» Work to be completed
From the first line of the data through the line containing "let tracer = self.get_tracer();", return each line exactly.

» Records for the task
# # # # # # #

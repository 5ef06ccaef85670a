use crate::{
    abstract_trait::transaction::{
        repository::{DynTransactionCommandRepository, DynTransactionQueryRepository},
        service::TransactionCommandServiceTrait,
    },
    domain::{
        requests::transaction::{CreateTransactionRequest, UpdateTransactionRequest},
        response::{api::ApiResponse, transaction::TransactionResponse},
    },
    model::transaction::AdjustmentTransaction as TransactionModel,
};
use async_trait::async_trait;
use chrono::Utc;
use opentelemetry::{
    Context, KeyValue,
    global::{self, BoxedTracer},
    trace::{SpanKind, TraceContextExt, Tracer},
};
use prometheus_client::registry::Registry;
use shared::{
    errors::ServiceError,
    utils::{Method, Metrics, Status as StatusUtils, TracingContext},
};
use tokio::time::Instant;
use tracing::{error, info};
use uuid::Uuid;

#[derive(Clone)]
pub struct TransactionCommandService {
    query: DynTransactionQueryRepository,
    command: DynTransactionCommandRepository,
    metrics: Metrics,
}

impl TransactionCommandService {
    pub fn new(
        query: DynTransactionQueryRepository,
        command: DynTransactionCommandRepository,
        registry: &mut Registry,
    ) -> Self {
        let metrics = Metrics::new();

        registry.register(
            "transaction_command_service_request_counter",
            "Total number of requests to the TransactionCommandService",
            metrics.request_counter.clone(),
        );
        registry.register(
            "transaction_command_service_request_duration",
            "Histogram of request durations for the TransactionCommandService",
            metrics.request_duration.clone(),
        );

        Self {
            query,
            command,
            metrics,
        }
    }

    fn get_tracer(&self) -> BoxedTracer {
        global::tracer("transaction-command-service")
    }

    fn start_tracing(&self, operation_name: &str, attributes: Vec<KeyValue>) -> TracingContext {
        let start_time = Instant::now();
        let tracer = self.get_tracer();
        let span = tracer
            .span_builder(operation_name.to_string())
            .with_kind(SpanKind::Server)
            .with_attributes(attributes)
            .start(&tracer);

        info!("Starting operation: {operation_name}");

        let cx = Context::current_with_span(span);
        TracingContext { cx, start_time }
    }

    async fn complete_tracing(
        &self,
        tracing_ctx: &TracingContext,
        method: Method,
        is_success: bool,
        message: &str,
    ) {
        let status = if is_success {
            StatusUtils::Success
        } else {
            StatusUtils::Error
        };
        let elapsed = tracing_ctx.start_time.elapsed().as_secs_f64();

        tracing_ctx.cx.span().add_event(
            "Operation completed",
            vec![
                KeyValue::new("status", if is_success { "SUCCESS" } else { "ERROR" }),
                KeyValue::new("duration_secs", elapsed.to_string()),
                KeyValue::new("message", message.to_string()),
            ],
        );

        if is_success {
            info!("✅ Operation completed successfully: {message}");
        } else {
            error!("❌ Operation failed: {message}");
        }

        self.metrics.record(method, status, elapsed);

        tracing_ctx.cx.span().end();
    }

    async fn insert(
        &self,
        req: &CreateTransactionRequest,
    ) -> Result<ApiResponse<TransactionResponse>, ServiceError> {
        let transaction = TransactionModel {
            id: Uuid::new_v4(),
            sku: req.sku.clone(),
            quantity: req.quantity,
            created_at: Utc::now(),
        };

        let created = self.command.create(&transaction).await?;

        Ok(ApiResponse {
            status: "success".to_string(),
            message: "Transaction created successfully".to_string(),
            data: TransactionResponse::from(created),
        })
    }

    async fn create_transaction_inner(
        &self,
        req: &CreateTransactionRequest,
    ) -> Result<ApiResponse<TransactionResponse>, ServiceError> {
        let existing = self.query.find_by_sku(&req.sku).await?;

        // a sku is only known to this service once it has at least one
        // recorded movement; first stock-in arrives through seeding
        if existing.is_empty() {
            return Err(ServiceError::SkuNotFound(req.sku.clone()));
        }

        let balance: i64 = existing.iter().map(|t| t.quantity).sum();

        if balance + req.quantity < 0 {
            return Err(ServiceError::StockNotAvailable(req.sku.clone()));
        }

        self.insert(req).await
    }

    async fn update_transaction_inner(
        &self,
        req: &UpdateTransactionRequest,
    ) -> Result<ApiResponse<TransactionResponse>, ServiceError> {
        let id = req
            .id
            .ok_or_else(|| ServiceError::Validation(vec!["id: Id is required".into()]))?;

        let mut transaction = self
            .query
            .find_by_id(id)
            .await?
            .ok_or_else(|| ServiceError::TransactionNotFound(id.to_string()))?;

        // empty sku and zero quantity count as "not supplied"; the
        // resulting balance is deliberately not re-checked here
        if let Some(sku) = &req.sku
            && !sku.is_empty()
        {
            transaction.sku = sku.clone();
        }

        if let Some(quantity) = req.quantity
            && quantity != 0
        {
            transaction.quantity = quantity;
        }

        let updated = self.command.update(&transaction).await?;

        Ok(ApiResponse {
            status: "success".to_string(),
            message: "Transaction updated successfully".to_string(),
            data: TransactionResponse::from(updated),
        })
    }

    async fn delete_transaction_inner(
        &self,
        id: Uuid,
    ) -> Result<ApiResponse<TransactionResponse>, ServiceError> {
        let transaction = self
            .query
            .find_by_id(id)
            .await?
            .ok_or_else(|| ServiceError::TransactionNotFound(id.to_string()))?;

        self.command.delete(id).await?;

        Ok(ApiResponse {
            status: "success".to_string(),
            message: "Transaction deleted successfully".to_string(),
            data: TransactionResponse::from(transaction),
        })
    }

    async fn delete_transactions_by_sku_inner(
        &self,
        sku: &str,
    ) -> Result<ApiResponse<Vec<TransactionResponse>>, ServiceError> {
        // report what was on record before the delete; an empty history
        // still deletes (a no-op) and succeeds
        let transactions = self.query.find_by_sku(sku).await?;

        self.command.delete_by_sku(sku).await?;

        let data = transactions
            .into_iter()
            .map(TransactionResponse::from)
            .collect();

        Ok(ApiResponse {
            status: "success".to_string(),
            message: "Transactions deleted successfully".to_string(),
            data,
        })
    }
}

#[async_trait]
impl TransactionCommandServiceTrait for TransactionCommandService {
    async fn create_transaction(
        &self,
        req: &CreateTransactionRequest,
    ) -> Result<ApiResponse<TransactionResponse>, ServiceError> {
        info!(
            "📦 Creating transaction for sku {} with quantity {}",
            req.sku, req.quantity
        );

        let tracing_ctx = self.start_tracing(
            "transaction_create",
            vec![
                KeyValue::new("component", "transaction"),
                KeyValue::new("operation", "create"),
                KeyValue::new("transaction.sku", req.sku.clone()),
            ],
        );

        let result = self.create_transaction_inner(req).await;

        match &result {
            Ok(response) => {
                self.complete_tracing(
                    &tracing_ctx,
                    Method::Post,
                    true,
                    &format!("Transaction created with id {}", response.data.id),
                )
                .await
            }
            Err(err) => {
                self.complete_tracing(&tracing_ctx, Method::Post, false, &err.to_string())
                    .await
            }
        }

        result
    }

    async fn seed_transaction(
        &self,
        req: &CreateTransactionRequest,
    ) -> Result<ApiResponse<TransactionResponse>, ServiceError> {
        info!(
            "🌱 Seeding transaction for sku {} with quantity {}",
            req.sku, req.quantity
        );

        let tracing_ctx = self.start_tracing(
            "transaction_seed",
            vec![
                KeyValue::new("component", "transaction"),
                KeyValue::new("operation", "seed"),
                KeyValue::new("transaction.sku", req.sku.clone()),
            ],
        );

        let result = self.insert(req).await;

        match &result {
            Ok(response) => {
                self.complete_tracing(
                    &tracing_ctx,
                    Method::Post,
                    true,
                    &format!("Transaction seeded with id {}", response.data.id),
                )
                .await
            }
            Err(err) => {
                self.complete_tracing(&tracing_ctx, Method::Post, false, &err.to_string())
                    .await
            }
        }

        result
    }

    async fn update_transaction(
        &self,
        req: &UpdateTransactionRequest,
    ) -> Result<ApiResponse<TransactionResponse>, ServiceError> {
        info!("✏️ Updating transaction: {:?}", req.id);

        let tracing_ctx = self.start_tracing(
            "transaction_update",
            vec![
                KeyValue::new("component", "transaction"),
                KeyValue::new("operation", "update"),
                KeyValue::new(
                    "transaction.id",
                    req.id.map(|id| id.to_string()).unwrap_or_default(),
                ),
            ],
        );

        let result = self.update_transaction_inner(req).await;

        match &result {
            Ok(response) => {
                self.complete_tracing(
                    &tracing_ctx,
                    Method::Put,
                    true,
                    &format!("Transaction updated: {}", response.data.id),
                )
                .await
            }
            Err(err) => {
                self.complete_tracing(&tracing_ctx, Method::Put, false, &err.to_string())
                    .await
            }
        }

        result
    }

    async fn delete_transaction(
        &self,
        id: Uuid,
    ) -> Result<ApiResponse<TransactionResponse>, ServiceError> {
        info!("🗑️ Deleting transaction: {id}");

        let tracing_ctx = self.start_tracing(
            "transaction_delete",
            vec![
                KeyValue::new("component", "transaction"),
                KeyValue::new("operation", "delete"),
                KeyValue::new("transaction.id", id.to_string()),
            ],
        );

        let result = self.delete_transaction_inner(id).await;

        match &result {
            Ok(response) => {
                self.complete_tracing(
                    &tracing_ctx,
                    Method::Delete,
                    true,
                    &format!("Transaction deleted: {}", response.data.id),
                )
                .await
            }
            Err(err) => {
                self.complete_tracing(&tracing_ctx, Method::Delete, false, &err.to_string())
                    .await
            }
        }

        result
    }

    async fn delete_transactions_by_sku(
        &self,
        sku: &str,
    ) -> Result<ApiResponse<Vec<TransactionResponse>>, ServiceError> {
        info!("🗑️ Deleting transactions for sku: {sku}");

        let tracing_ctx = self.start_tracing(
            "transaction_delete_by_sku",
            vec![
                KeyValue::new("component", "transaction"),
                KeyValue::new("operation", "delete_by_sku"),
                KeyValue::new("transaction.sku", sku.to_string()),
            ],
        );

        let result = self.delete_transactions_by_sku_inner(sku).await;

        match &result {
            Ok(response) => {
                self.complete_tracing(
                    &tracing_ctx,
                    Method::Delete,
                    true,
                    &format!("Deleted {} transactions for sku {sku}", response.data.len()),
                )
                .await
            }
            Err(err) => {
                self.complete_tracing(&tracing_ctx, Method::Delete, false, &err.to_string())
                    .await
            }
        }

        result
    }
}
use crate::domain::{
    requests::transaction::{CreateTransactionRequest, UpdateTransactionRequest},
    response::{api::ApiResponse, transaction::TransactionResponse},
};
use async_trait::async_trait;
use shared::errors::ServiceError;
use std::sync::Arc;
use uuid::Uuid;

pub type DynTransactionCommandService = Arc<dyn TransactionCommandServiceTrait + Send + Sync>;

#[async_trait]
pub trait TransactionCommandServiceTrait {
    /// Guarded create: the sku must already have at least one recorded
    /// adjustment, and the resulting balance must stay non-negative.
    async fn create_transaction(
        &self,
        req: &CreateTransactionRequest,
    ) -> Result<ApiResponse<TransactionResponse>, ServiceError>;
    /// Unguarded insert used by the product service's catalog seeding
    /// flow to record the very first stock-in of a brand-new sku.
    async fn seed_transaction(
        &self,
        req: &CreateTransactionRequest,
    ) -> Result<ApiResponse<TransactionResponse>, ServiceError>;
    async fn update_transaction(
        &self,
        req: &UpdateTransactionRequest,
    ) -> Result<ApiResponse<TransactionResponse>, ServiceError>;
    async fn delete_transaction(
        &self,
        id: Uuid,
    ) -> Result<ApiResponse<TransactionResponse>, ServiceError>;
    async fn delete_transactions_by_sku(
        &self,
        sku: &str,
    ) -> Result<ApiResponse<Vec<TransactionResponse>>, ServiceError>;
}
use serde::{Deserialize, Serialize};

/// Adjustment transaction record as serialized by the transaction service.
#[derive(Debug, Serialize, Deserialize, Clone)]
pub struct TransactionResponse {
    pub id: String,
    pub sku: String,
    pub quantity: i64,
    #[serde(default)]
    pub amount: Option<f64>,
    #[serde(rename = "created_at")]
    pub created_at: String,
}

# # # # # # #

» Response for this exercise
repository 5ef06ccaef85670a
use crate::{
    abstract_trait::transaction::{
        repository::{DynTransactionCommandRepository, DynTransactionQueryRepository},
        service::TransactionCommandServiceTrait,
    },
    domain::{
        requests::transaction::{CreateTransactionRequest, UpdateTransactionRequest},
        response::{api::ApiResponse, transaction::TransactionResponse},
    },
    model::transaction::AdjustmentTransaction as TransactionModel,
};
use async_trait::async_trait;
use chrono::Utc;
use opentelemetry::{
    Context, KeyValue,
    global::{self, BoxedTracer},
    trace::{SpanKind, TraceContextExt, Tracer},
};
use prometheus_client::registry::Registry;
use shared::{
    errors::ServiceError,
    utils::{Method, Metrics, Status as StatusUtils, TracingContext},
};
use tokio::time::Instant;
use tracing::{error, info};
use uuid::Uuid;

#[derive(Clone)]
pub struct TransactionCommandService {
    query: DynTransactionQueryRepository,
    command: DynTransactionCommandRepository,
    metrics: Metrics,
}

impl TransactionCommandService {
    pub fn new(
        query: DynTransactionQueryRepository,
        command: DynTransactionCommandRepository,
        registry: &mut Registry,
    ) -> Self {
        let metrics = Metrics::new();

        registry.register(
            "transaction_command_service_request_counter",
            "Total number of requests to the TransactionCommandService",
            metrics.request_counter.clone(),
        );
        registry.register(
            "transaction_command_service_request_duration",
            "Histogram of request durations for the TransactionCommandService",
            metrics.request_duration.clone(),
        );

        Self {
            query,
            command,
            metrics,
        }
    }

    fn get_tracer(&self) -> BoxedTracer {
        global::tracer("transaction-command-service")
    }

    fn start_tracing(&self, operation_name: &str, attributes: Vec<KeyValue>) -> TracingContext {
        let start_time = Instant::now();
        let tracer = self.get_tracer();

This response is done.